**Exercise brief**
I'd like an exact copy of every line from the start of the entries below through the line containing "pub enum PointError", please.

[[ Task inputs, beginning ]]

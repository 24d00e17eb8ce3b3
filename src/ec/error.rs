//! Error taxonomy for the elliptic-curve engine.
//!
//! Mirrors the error kinds of the source design (null, not-enough-data,
//! value, memory, ec-point, ec-curve) with one enum per fallible surface.
//! There is no "null" variant: Rust has no null pointers here, and a
//! failed constructor simply never produces a value.

use core::fmt;

/// Errors raised while building a [`super::context::CurveContext`].
#[derive(Debug, Clone, Copy, PartialEq, Eq)]
pub enum CurveError {
    /// `len` was zero, or a supplied buffer was shorter than `len`.
    NotEnoughData,
    /// A numeric input was out of its valid range (e.g. an even modulus).
    Value,
    /// Allocation failed while building the context or its tables.
    Memory,
}

/// Errors raised while constructing or comparing [`super::point::Point`]s.
#[derive(Debug, Clone, Copy, PartialEq, Eq)]
pub enum PointError {
    /// Input buffer shorter than the field's byte length.
    NotEnoughData,
    /// Affine coordinates do not satisfy the curve equation and are not `(0, 0)`.
    OffCurve,
    /// The two points were built from different curve contexts.
    CurveMismatch,
    /// `cmp` found the two points unequal (the source taxonomy's
    /// value-error signal for "not equal", not a genuine ordering).
    Value,
    /// Allocation failed while building the point.
    Memory,
}

/// Errors raised by [`super::point::Point::scalar`].
#[derive(Debug, Clone, Copy, PartialEq, Eq)]
pub enum ScalarError {
    /// `len` was zero.
    NotEnoughData,
    /// The scalar required more windows than the generator table provides.
    Value,
    /// Allocation failed while building ladder state.
    Memory,
}

impl fmt::Display for CurveError {
    fn fmt(&self, f: &mut fmt::Formatter<'_>) -> fmt::Result {
        match self {
            CurveError::NotEnoughData => write!(f, "not enough data"),
            CurveError::Value => write!(f, "invalid value"),
            CurveError::Memory => write!(f, "allocation failure"),
        }
    }
}

impl fmt::Display for PointError {
    fn fmt(&self, f: &mut fmt::Formatter<'_>) -> fmt::Result {
        match self {
            PointError::NotEnoughData => write!(f, "not enough data"),
            PointError::OffCurve => write!(f, "point is not on the curve"),
            PointError::CurveMismatch => write!(f, "points belong to different curves"),
            PointError::Value => write!(f, "points are not equal"),
            PointError::Memory => write!(f, "allocation failure"),
        }
    }
}

impl fmt::Display for ScalarError {
    fn fmt(&self, f: &mut fmt::Formatter<'_>) -> fmt::Result {
        match self {
            ScalarError::NotEnoughData => write!(f, "not enough data"),
            ScalarError::Value => write!(f, "invalid value"),
            ScalarError::Memory => write!(f, "allocation failure"),
        }
    }
}

impl std::error::Error for CurveError {}
impl std::error::Error for PointError {}
impl std::error::Error for ScalarError {}
//! Curve context: binds a modulus, `b`, order and (for P-256) the
//! generator tables. Immutable after construction and shareable across
//! threads.

use crate::ec::error::CurveError;
use crate::ec::field::{FieldContext, FieldElement};
use crate::ec::kernel::AffineCoords;
use crate::ec::p256;
use crate::ec::protected::ProtectedTable;

/// Closed variant over the modulus class; selects which ladder `scalar()`
/// dispatches to. There is no open/extensible dispatch, per the source
/// design's guidance to avoid polymorphism over curves.
#[derive(Clone, Copy, PartialEq, Eq, Debug)]
pub(crate) enum CurveKind {
    /// Any short Weierstrass curve with `a = -3`.
    Generic,
    /// NIST P-256, unlocking the precomputed generator ladder.
    P256,
}

/// An immutable, shareable curve description: modulus, curve parameter
/// `b`, group order `n`, and (for P-256) the seed-scrambled generator
/// tables.
pub struct CurveContext {
    pub(crate) field: FieldContext,
    pub(crate) b: FieldElement,
    pub(crate) b3: FieldElement,
    pub(crate) order_bytes: Vec<u8>,
    pub(crate) kind: CurveKind,
    pub(crate) seed: u64,
    pub(crate) generator: Option<AffineCoords>,
    pub(crate) generator_tables: Option<Vec<ProtectedTable>>,
}

impl CurveContext {
    /// Binds a curve: `modulus`, `b` and `order` are big-endian and each
    /// exactly `len` bytes. `seed` scrambles the generator tables (if any)
    /// and is otherwise only consumed per-call by `scalar()`.
    pub fn new(modulus: &[u8], b: &[u8], order: &[u8], len: usize, seed: u64) -> Result<Self, CurveError> {
        if len == 0 {
            return Err(CurveError::NotEnoughData);
        }
        if modulus.len() != len || b.len() != len || order.len() != len {
            return Err(CurveError::NotEnoughData);
        }

        let field = FieldContext::new(modulus)?;
        let b_fe = field.from_bytes(b)?;
        let b3 = field.mul_small(&b_fe, 3);

        let kind = if p256::is_p256_modulus(modulus) {
            CurveKind::P256
        } else {
            CurveKind::Generic
        };

        let (generator, generator_tables) = if kind == CurveKind::P256 {
            let gx = field.from_bytes(&p256::P256_GX)?;
            let gy = field.from_bytes(&p256::P256_GY)?;
            let canonical = p256::generator_table(&field);
            let mut tables = Vec::with_capacity(p256::P256_N_TABLES);
            for i in 0..p256::P256_N_TABLES {
                let mut entries = Vec::with_capacity(p256::P256_POINTS_PER_TABLE * 2);
                for j in 0..p256::P256_POINTS_PER_TABLE {
                    let entry = &canonical[i * p256::P256_POINTS_PER_TABLE + j];
                    entries.push(entry.x.clone());
                    entries.push(entry.y.clone());
                }
                tables.push(ProtectedTable::scatter(
                    entries,
                    p256::P256_POINTS_PER_TABLE,
                    2,
                    seed,
                ));
            }
            (Some(AffineCoords { x: gx, y: gy }), Some(tables))
        } else {
            (None, None)
        };

        Ok(CurveContext {
            field,
            b: b_fe,
            b3,
            order_bytes: order.to_vec(),
            kind,
            seed,
            generator,
            generator_tables,
        })
    }

    pub(crate) fn field(&self) -> &FieldContext {
        &self.field
    }

    pub(crate) fn kind(&self) -> CurveKind {
        self.kind
    }

    pub(crate) fn order_bytes(&self) -> &[u8] {
        &self.order_bytes
    }
}

// Safety note (not `unsafe`, just documentation): `CurveContext` holds only
// owned, immutable data after construction, so the compiler derives
// `Send + Sync` automatically — matching the source design's "may be
// shared across threads".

[[ Task inputs, end ]]

**Response below**
repository 24d00e17eb8ce3b3
filename src/ec/error.rs
//! Error taxonomy for the elliptic-curve engine.
//!
//! Mirrors the error kinds of the source design (null, not-enough-data,
//! value, memory, ec-point, ec-curve) with one enum per fallible surface.
//! There is no "null" variant: Rust has no null pointers here, and a
//! failed constructor simply never produces a value.

use core::fmt;

/// Errors raised while building a [`super::context::CurveContext`].
#[derive(Debug, Clone, Copy, PartialEq, Eq)]
pub enum CurveError {
    /// `len` was zero, or a supplied buffer was shorter than `len`.
    NotEnoughData,
    /// A numeric input was out of its valid range (e.g. an even modulus).
    Value,
    /// Allocation failed while building the context or its tables.
    Memory,
}

/// Errors raised while constructing or comparing [`super::point::Point`]s.
#[derive(Debug, Clone, Copy, PartialEq, Eq)]
pub enum PointError {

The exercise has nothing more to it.